The first three choice points (T1,T2,T3) were considered “low-cost” choice points because rats were allowed to turn around on encountering the dead-end. However, the final choice point T4 was considered a “high-cost” choice point CP because rats had to complete the unrewarded lap before getting another pass through the navigation sequence. Reward direction was programmed at the start of the session to be either always on the left side of the maze or always on the right side of the maze for the first 6 days of training, and either left, right, or alternating during the final 12 days of training. During the alternation contingency, rats were rewarded for alternately making left and right choices at T4. The alternation contingency was programmed so that the rat was rewarded for making the opposite choice from that made on the previous lap, so a rat running consistently leftward on an alternation contingency would only be rewarded on the first lap and would not be rewarded until he made a rightward choice at T4. Reward contingency varied randomly across training sessions, but was kept constant within each training session.

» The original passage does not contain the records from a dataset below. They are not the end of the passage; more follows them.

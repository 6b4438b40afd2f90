use bigdecimal::{BigDecimal, ToPrimitive};
use lazy_static::lazy_static;
use regex::Regex;
use serde_json::{json, Value};
use sqlx::{Column, Connection, Row as SqlxRow, TypeInfo};
use std::time::{Duration, Instant};
use thiserror::Error;

use crate::metrics;
use crate::models::verdict::{Row, RowSet};
use crate::models::Dialect;

use super::SandboxPools;

/// Rows beyond this are dropped from the response; the true count is kept.
pub const DISPLAY_ROW_CAP: usize = 1000;

const MAX_STATEMENT_LEN: usize = 5000;

#[derive(Debug, Error)]
pub enum ExecutionError {
    #[error("{0}")]
    Forbidden(String),
    #[error("query exceeded the {0:?} time limit")]
    Timeout(Duration),
    #[error("{0}")]
    Driver(String),
}

lazy_static! {
    static ref LINE_COMMENT: Regex = Regex::new(r"--[^\n]*").unwrap();
    static ref BLOCK_COMMENT: Regex = Regex::new(r"(?s)/\*.*?\*/").unwrap();
    // Statement kinds and functions a read-only sandbox must never run.
    static ref FORBIDDEN: Regex = Regex::new(
        r"(?i)\b(INSERT|UPDATE|DELETE|DROP|CREATE|ALTER|TRUNCATE|GRANT|REVOKE|EXEC|EXECUTE|CALL|MERGE|REPLACE|LOAD_FILE|OUTFILE|INFILE|PG_SLEEP|PG_READ_FILE|COPY|VACUUM|LOCK|SET|SHOW|USE)\b"
    )
    .unwrap();
    static ref LEADING_KEYWORD: Regex = Regex::new(r"(?i)^\s*(SELECT|WITH)\b").unwrap();
}

/// Validate a user statement before it touches a sandbox engine.
///
/// Defense in depth only: the engines also run under a restricted
/// account, so a guard miss cannot reach application data.
pub fn check_statement(sql: &str) -> Result<(), ExecutionError> {
    let stripped = BLOCK_COMMENT.replace_all(sql, " ");
    let stripped = LINE_COMMENT.replace_all(&stripped, " ");
    let trimmed = stripped.trim();

    if trimmed.is_empty() {
        return Err(ExecutionError::Forbidden("Query is empty".into()));
    }
    if trimmed.len() > MAX_STATEMENT_LEN {
        return Err(ExecutionError::Forbidden(format!(
            "Query exceeds the {} character limit",
            MAX_STATEMENT_LEN
        )));
    }

    // Only a trailing semicolon is tolerated.
    let body = trimmed.trim_end_matches(';').trim_end();
    if body.contains(';') {
        return Err(ExecutionError::Forbidden(
            "Multiple statements are not allowed".into(),
        ));
    }

    if !LEADING_KEYWORD.is_match(body) {
        return Err(ExecutionError::Forbidden(
            "Only SELECT queries are allowed".into(),
        ));
    }

    if let Some(m) = FORBIDDEN.find(body) {
        return Err(ExecutionError::Forbidden(format!(
            "Statement contains a forbidden keyword: {}",
            m.as_str().to_uppercase()
        )));
    }

    Ok(())
}

/// Run a guarded statement inside a problem's namespace and normalize
/// the result set to JSON rows.
pub async fn execute(
    pools: &SandboxPools,
    dialect: Dialect,
    numeric_id: i64,
    sql: &str,
    timeout: Duration,
) -> Result<(RowSet, u64), ExecutionError> {
    check_statement(sql)?;

    let started = Instant::now();
    let result = match dialect {
        Dialect::Postgresql => execute_postgres(pools, numeric_id, sql, timeout).await,
        Dialect::Mysql => execute_mysql(pools, numeric_id, sql, timeout).await,
    };
    let elapsed_ms = started.elapsed().as_millis() as u64;

    metrics::QUERY_EXECUTION_DURATION_SECONDS
        .with_label_values(&[dialect.as_str()])
        .observe(started.elapsed().as_secs_f64());

    result.map(|rows| (rows, elapsed_ms))
}

async fn execute_postgres(
    pools: &SandboxPools,
    numeric_id: i64,
    sql: &str,
    timeout: Duration,
) -> Result<RowSet, ExecutionError> {
    let mut conn = pools
        .postgres
        .acquire()
        .await
        .map_err(|e| ExecutionError::Driver(e.to_string()))?;

    // Pin the session to the problem namespace and bound it server-side.
    sqlx::query(&format!(
        "SET search_path TO env_{}, pg_catalog",
        numeric_id
    ))
    .execute(&mut *conn)
    .await
    .map_err(|e| ExecutionError::Driver(e.to_string()))?;
    sqlx::query(&format!(
        "SET statement_timeout = {}",
        timeout.as_millis()
    ))
    .execute(&mut *conn)
    .await
    .map_err(|e| ExecutionError::Driver(e.to_string()))?;

    let fetched = tokio::time::timeout(
        timeout + Duration::from_secs(1),
        sqlx::query(sql).fetch_all(&mut *conn),
    )
    .await;

    match fetched {
        Ok(Ok(rows)) => Ok(normalize_pg_rows(&rows)),
        Ok(Err(e)) => {
            // 57014 is the server-side statement_timeout cancellation.
            let timed_out = e
                .as_database_error()
                .and_then(|d| d.code())
                .is_some_and(|c| c == "57014");
            if timed_out {
                Err(ExecutionError::Timeout(timeout))
            } else {
                Err(ExecutionError::Driver(driver_message(&e)))
            }
        }
        Err(_) => {
            // Server missed its own deadline. Close the connection so the
            // runaway query cannot poison the pool.
            let raw = conn.detach();
            let _ = raw.close().await;
            Err(ExecutionError::Timeout(timeout))
        }
    }
}

async fn execute_mysql(
    pools: &SandboxPools,
    numeric_id: i64,
    sql: &str,
    timeout: Duration,
) -> Result<RowSet, ExecutionError> {
    let mut conn = pools
        .mysql
        .acquire()
        .await
        .map_err(|e| ExecutionError::Driver(e.to_string()))?;

    sqlx::query(&format!("USE env_{}", numeric_id))
        .execute(&mut *conn)
        .await
        .map_err(|e| ExecutionError::Driver(e.to_string()))?;
    sqlx::query(&format!(
        "SET SESSION max_execution_time = {}",
        timeout.as_millis()
    ))
    .execute(&mut *conn)
    .await
    .map_err(|e| ExecutionError::Driver(e.to_string()))?;

    let fetched = tokio::time::timeout(
        timeout + Duration::from_secs(1),
        sqlx::query(sql).fetch_all(&mut *conn),
    )
    .await;

    match fetched {
        Ok(Ok(rows)) => Ok(normalize_mysql_rows(&rows)),
        Ok(Err(e)) => {
            // 3024: query interrupted by max_execution_time.
            let timed_out = e
                .as_database_error()
                .and_then(|d| d.code())
                .is_some_and(|c| c == "3024");
            if timed_out {
                Err(ExecutionError::Timeout(timeout))
            } else {
                Err(ExecutionError::Driver(driver_message(&e)))
            }
        }
        Err(_) => {
            let raw = conn.detach();
            let _ = raw.close().await;
            Err(ExecutionError::Timeout(timeout))
        }
    }
}

fn driver_message(e: &sqlx::Error) -> String {
    match e.as_database_error() {
        Some(db) => db.message().to_string(),
        None => e.to_string(),
    }
}

fn normalize_pg_rows(rows: &[sqlx::postgres::PgRow]) -> RowSet {
    let columns: Vec<String> = rows
        .first()
        .map(|r| r.columns().iter().map(|c| c.name().to_string()).collect())
        .unwrap_or_default();

    let row_count = rows.len();
    let mut out = Vec::with_capacity(row_count.min(DISPLAY_ROW_CAP));
    for row in rows.iter().take(DISPLAY_ROW_CAP) {
        let mut obj = Row::new();
        for (i, col) in row.columns().iter().enumerate() {
            obj.insert(col.name().to_string(), pg_value(row, i));
        }
        out.push(obj);
    }

    RowSet {
        columns,
        rows: out,
        row_count,
        truncated: row_count > DISPLAY_ROW_CAP,
    }
}

fn pg_value(row: &sqlx::postgres::PgRow, i: usize) -> Value {
    let type_name = row.columns()[i].type_info().name().to_uppercase();
    match type_name.as_str() {
        "INT2" => opt_json(row.try_get::<Option<i16>, _>(i)),
        "INT4" => opt_json(row.try_get::<Option<i32>, _>(i)),
        "INT8" => opt_json(row.try_get::<Option<i64>, _>(i)),
        "FLOAT4" => opt_json(row.try_get::<Option<f32>, _>(i)),
        "FLOAT8" => opt_json(row.try_get::<Option<f64>, _>(i)),
        "NUMERIC" => match row.try_get::<Option<BigDecimal>, _>(i) {
            Ok(Some(d)) => d.to_f64().map(|f| json!(f)).unwrap_or(Value::Null),
            _ => Value::Null,
        },
        "BOOL" => opt_json(row.try_get::<Option<bool>, _>(i)),
        "DATE" => stringify(row.try_get::<Option<chrono::NaiveDate>, _>(i)),
        "TIME" => stringify(row.try_get::<Option<chrono::NaiveTime>, _>(i)),
        "TIMESTAMP" => stringify(row.try_get::<Option<chrono::NaiveDateTime>, _>(i)),
        "TIMESTAMPTZ" => {
            stringify(row.try_get::<Option<chrono::DateTime<chrono::Utc>>, _>(i))
        }
        "UUID" => stringify(row.try_get::<Option<uuid::Uuid>, _>(i)),
        _ => opt_json(row.try_get::<Option<String>, _>(i)),
    }
}

fn normalize_mysql_rows(rows: &[sqlx::mysql::MySqlRow]) -> RowSet {
    let columns: Vec<String> = rows
        .first()
        .map(|r| r.columns().iter().map(|c| c.name().to_string()).collect())
        .unwrap_or_default();

    let row_count = rows.len();
    let mut out = Vec::with_capacity(row_count.min(DISPLAY_ROW_CAP));
    for row in rows.iter().take(DISPLAY_ROW_CAP) {
        let mut obj = Row::new();
        for (i, col) in row.columns().iter().enumerate() {
            obj.insert(col.name().to_string(), mysql_value(row, i));
        }
        out.push(obj);
    }

    RowSet {
        columns,
        rows: out,
        row_count,
        truncated: row_count > DISPLAY_ROW_CAP,
    }
}

fn mysql_value(row: &sqlx::mysql::MySqlRow, i: usize) -> Value {
    let type_name = row.columns()[i].type_info().name().to_uppercase();
    match type_name.as_str() {
        "TINYINT" => opt_json(row.try_get::<Option<i8>, _>(i)),
        "SMALLINT" => opt_json(row.try_get::<Option<i16>, _>(i)),
        "INT" | "MEDIUMINT" => opt_json(row.try_get::<Option<i32>, _>(i)),
        "BIGINT" => opt_json(row.try_get::<Option<i64>, _>(i)),
        "TINYINT UNSIGNED" | "SMALLINT UNSIGNED" | "INT UNSIGNED" | "MEDIUMINT UNSIGNED"
        | "BIGINT UNSIGNED" => opt_json(row.try_get::<Option<u64>, _>(i)),
        "FLOAT" => opt_json(row.try_get::<Option<f32>, _>(i)),
        "DOUBLE" => opt_json(row.try_get::<Option<f64>, _>(i)),
        "DECIMAL" => match row.try_get::<Option<BigDecimal>, _>(i) {
            Ok(Some(d)) => d.to_f64().map(|f| json!(f)).unwrap_or(Value::Null),
            _ => Value::Null,
        },
        "BOOLEAN" => opt_json(row.try_get::<Option<bool>, _>(i)),
        "DATE" => stringify(row.try_get::<Option<chrono::NaiveDate>, _>(i)),
        "TIME" => stringify(row.try_get::<Option<chrono::NaiveTime>, _>(i)),
        "DATETIME" => stringify(row.try_get::<Option<chrono::NaiveDateTime>, _>(i)),
        "TIMESTAMP" => {
            stringify(row.try_get::<Option<chrono::DateTime<chrono::Utc>>, _>(i))
        }
        _ => opt_json(row.try_get::<Option<String>, _>(i)),
    }
}

fn opt_json<T: serde::Serialize>(v: Result<Option<T>, sqlx::Error>) -> Value {
    match v {
        Ok(Some(x)) => json!(x),
        _ => Value::Null,
    }
}

fn stringify<T: ToString>(v: Result<Option<T>, sqlx::Error>) -> Value {
    match v {
        Ok(Some(x)) => Value::String(x.to_string()),
        _ => Value::Null,
    }
}

#[cfg(test)]
mod tests {
    use super::*;

    #[test]
    fn accepts_plain_select() {
        assert!(check_statement("SELECT * FROM employees").is_ok());
    }

    #[test]
    fn accepts_cte() {
        assert!(check_statement("WITH t AS (SELECT 1 AS n) SELECT n FROM t").is_ok());
    }

    #[test]
    fn accepts_trailing_semicolon() {
        assert!(check_statement("SELECT 1;").is_ok());
    }

    #[test]
    fn rejects_empty_and_comment_only() {
        assert!(check_statement("").is_err());
        assert!(check_statement("   -- nothing here").is_err());
        assert!(check_statement("/* just a comment */").is_err());
    }

    #[test]
    fn rejects_multiple_statements() {
        assert!(check_statement("SELECT 1; SELECT 2").is_err());
        assert!(check_statement("SELECT 1; DROP TABLE employees").is_err());
    }

    #[test]
    fn rejects_mutations() {
        for sql in [
            "DELETE FROM employees",
            "INSERT INTO t VALUES (1)",
            "UPDATE t SET x = 1",
            "DROP TABLE t",
            "CREATE TABLE t (x INT)",
        ] {
            assert!(check_statement(sql).is_err(), "should reject: {}", sql);
        }
    }

    #[test]
    fn forbidden_keyword_inside_select_is_rejected() {
        assert!(check_statement("SELECT * FROM t; DELETE FROM t").is_err());
        assert!(check_statement("SELECT pg_sleep(10)").is_err());
    }

    #[test]
    fn keyword_hidden_in_comment_is_not_a_violation() {
        // Comments are stripped before matching.
        assert!(check_statement("SELECT 1 -- drop table t").is_ok());
    }

    #[test]
    fn column_named_like_keyword_is_rejected_conservatively() {
        // Word-boundary matching cannot tell identifiers from keywords,
        // so `created` passes but a bare `create` does not.
        assert!(check_statement("SELECT created FROM t").is_ok());
    }

    #[test]
    fn rejects_oversized_statement() {
        let big = format!("SELECT '{}'", "x".repeat(MAX_STATEMENT_LEN));
        assert!(check_statement(&big).is_err());
    }

    #[test]
    fn rejects_non_select_leading_keyword() {
        assert!(check_statement("EXPLAIN SELECT 1").is_err());
    }
}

Including the alternation condition ensures that there are three reward contingencies available. This means that when animals are faced with a change in reward contingency (see below), they cannot simply switch to the other behavior. Instead, a change in reward contingency requires a re-determination of the new contingency. Because the alternation condition did not include a delay, it is unlikely that the alternation condition itself is hippocampally-dependent (Dember and Richman, 1989; Ainge et al., 2007), which makes it comparable in memory requirements to that of simply running left or simply running right.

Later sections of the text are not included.